Bagaimana kalian dapat lancang membunuh mereka? Pula, mereka sama sekali tidak melarikan diri. Liem
Sian Lun itu yang hendak berkhianat.”
“Empat orang penjaga telah mereka bunuh!” kata Ji Kui.
“Tidak mungkin. Lihatlah, Nona Tan Sian Li dan saudara Yo Han ini sama sekali tidak memegang senjata,
sedangkan keempat orang penjaga itu jelas tewas karena bacokan dan tusukan pedang. Yang memegang
pedang hanyalah Sian Lun, jadi ialah yang telah membunuh para penjaga, bukan dua orang tamu ini. Atas
nama Suhu, aku melarang kalian mengganggunya. Suhu perlu bicara dengan mereka.”
Sikap Cu Ki Bok keras dan tegas sehingga para anak buah Hek-I Lama tidak berani melanggar, juga para
tamu tentu saja tidak berani menentang tuan rumah. Apa lagi karena apa yang dikemukakan pemuda itu
memang benar. Empat orang penjaga itu tewas karena terluka pedang, sedangkan dua orang itu sama
sekali tidak memegang senjata.
“Suheng...!” tiba-tiba Sian Li berseru, terbelalak dan ia pun meloncat dari situ.
Ternyata Sian Lun telah terkena tendangan Gulam Sing yang disusul bacokan golok melengkung. Bacokan
itu merobek perutnya dan pemuda itu roboh sambil kedua tangan menekan perutnya yang terluka parah
dunia-kangouw.blogspot.com
untuk menahan agar isi perutnya tidak terburai keluar! Pangeran Gulam Sing tertawa bergelak dengan
bangga sambil membersihkan goloknya, dan Sian Li sudah berlutut di dekat tubuh suheng-nya.
Sian Lun mendekap perut dan darah membasahi seluruh tubuhnya. Akan tetapi ia masih sempat
memandang Sian Li dan berkata lemah, “Sumoi, kau maafkanlah... aku... dan mintakan ampun… untukku...

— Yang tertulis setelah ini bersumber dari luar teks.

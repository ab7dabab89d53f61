//! 过期激活令牌定期清理

use std::sync::Arc;
use std::time::Duration;

use agora_errors::AppResult;
use chrono::Utc;
use metrics::counter;
use tokio::time::interval;
use tokio_util::sync::CancellationToken;
use tracing::{debug, error, info};

use crate::domain::repositories::VerificationTokenRepository;

const MIN_INTERVAL: Duration = Duration::from_secs(1);

pub struct CleanupTask {
    tokens: Arc<dyn VerificationTokenRepository>,
    interval: Duration,
}

impl CleanupTask {
    /// 间隔不足一秒时按一秒处理
    pub fn new(tokens: Arc<dyn VerificationTokenRepository>, interval: Duration) -> Self {
        Self {
            tokens,
            interval: interval.max(MIN_INTERVAL),
        }
    }

    pub fn start(self: Arc<Self>, shutdown: CancellationToken) -> tokio::task::JoinHandle<()> {
        tokio::spawn(async move {
            info!(interval_secs = self.interval.as_secs(), "Cleanup task started");
            let mut ticker = interval(self.interval);

            loop {
                tokio::select! {
                    _ = ticker.tick() => {
                        if let Err(e) = self.run_cleanup().await {
                            error!(error = %e, "Failed to run periodic cleanup");
                        }
                    }
                    _ = shutdown.cancelled() => {
                        info!("Cleanup task received shutdown signal");
                        break;
                    }
                }
            }
            info!("Cleanup task stopped");
        })
    }

    /// 删除所有已过期的令牌（含已使用的），返回删除数量
    pub async fn run_cleanup(&self) -> AppResult<u64> {
        let removed = self.tokens.delete_expired(Utc::now()).await?;

        if removed > 0 {
            counter!("verification_tokens_purged_total").increment(removed);
            info!(removed, "Expired verification tokens removed");
        } else {
            debug!("No expired verification tokens");
        }

        Ok(removed)
    }
}
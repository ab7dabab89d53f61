//! Username 值对象

use agora_errors::AppError;
use serde::{Deserialize, Serialize};
use std::fmt;

pub const USERNAME_MIN_LEN: usize = 3;
pub const USERNAME_MAX_LEN: usize = 32;

/// Username 值对象
///
/// 3-32 个 ASCII 字母、数字、下划线或连字符，以字母或数字开头。区分大小写。
#[derive(Debug, Clone, PartialEq, Eq, Hash, Serialize, Deserialize)]
#[serde(try_from = "String", into = "String")]
pub struct Username(String);

impl Username {
    pub fn new(username: impl Into<String>) -> Result<Self, UsernameError> {
        let username = username.into();
        Self::validate(&username)?;
        Ok(Self(username))
    }

    fn validate(username: &str) -> Result<(), UsernameError> {
        if username.trim().is_empty() {
            return Err(UsernameError::Empty);
        }

        // 只允许 ASCII，len() 即字符数
        if !username
            .chars()
            .all(|c| c.is_ascii_alphanumeric() || c == '_' || c == '-')
        {
            return Err(UsernameError::InvalidCharacters);
        }

        if username.len() < USERNAME_MIN_LEN {
            return Err(UsernameError::TooShort);
        }

        if username.len() > USERNAME_MAX_LEN {
            return Err(UsernameError::TooLong);
        }

        if !username.starts_with(|c: char| c.is_ascii_alphanumeric()) {
            return Err(UsernameError::InvalidStart);
        }

        Ok(())
    }

    pub fn as_str(&self) -> &str {
        &self.0
    }
}

impl fmt::Display for Username {
    fn fmt(&self, f: &mut fmt::Formatter<'_>) -> fmt::Result {
        f.write_str(&self.0)
    }
}

impl TryFrom<String> for Username {
    type Error = UsernameError;

    fn try_from(value: String) -> Result<Self, Self::Error> {
        Self::new(value)
    }
}

impl From<Username> for String {
    fn from(value: Username) -> Self {
        value.0
    }
}

/// Username 错误
#[derive(Debug, Clone, PartialEq, Eq, thiserror::Error)]
pub enum UsernameError {
    #[error("Username must not be empty")]
    Empty,

    #[error("Username is too short (minimum 3 characters)")]
    TooShort,

    #[error("Username is too long (maximum 32 characters)")]
    TooLong,

    #[error(
        "Username contains invalid characters (only letters, digits, underscore and hyphen allowed)"
    )]
    InvalidCharacters,

    #[error("Username must start with a letter or digit")]
    InvalidStart,
}

impl From<UsernameError> for AppError {
    fn from(err: UsernameError) -> Self {
        AppError::validation(err.to_string())
    }
}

dari Suhu dan Subo... aku... aku berdosa...” Kepala itu terkulai, kedua tangan terlepas dari perut dan
ususnya terburai.
“Suheng...!” Sian Li menjerit ngeri melihat keadaan suheng-nya.
Dan ia pun melompat berdiri, membalik dan menghadapi Pangeran Gulam Sing dengan mata melotot dan
muka merah.
“Kau... kau... jahanam busuk... kau telah membunuhnya!”
Sian Li menerjang dengan nekat, menggunakan tangan kosong sambil mengerahkan sinkang dingin dari
Pulau Es. Sambil tertawa dan memandang ringan, pangeran Nepal itu menangkis dan hendak menangkap
kedua tangan gadis itu. Dia terlalu memandang rendah, tidak tahu bahwa dalam serangan itu, Sian Li
mengerahkan seluruh tenaga Swat-im Sinkang dari Pulau Es.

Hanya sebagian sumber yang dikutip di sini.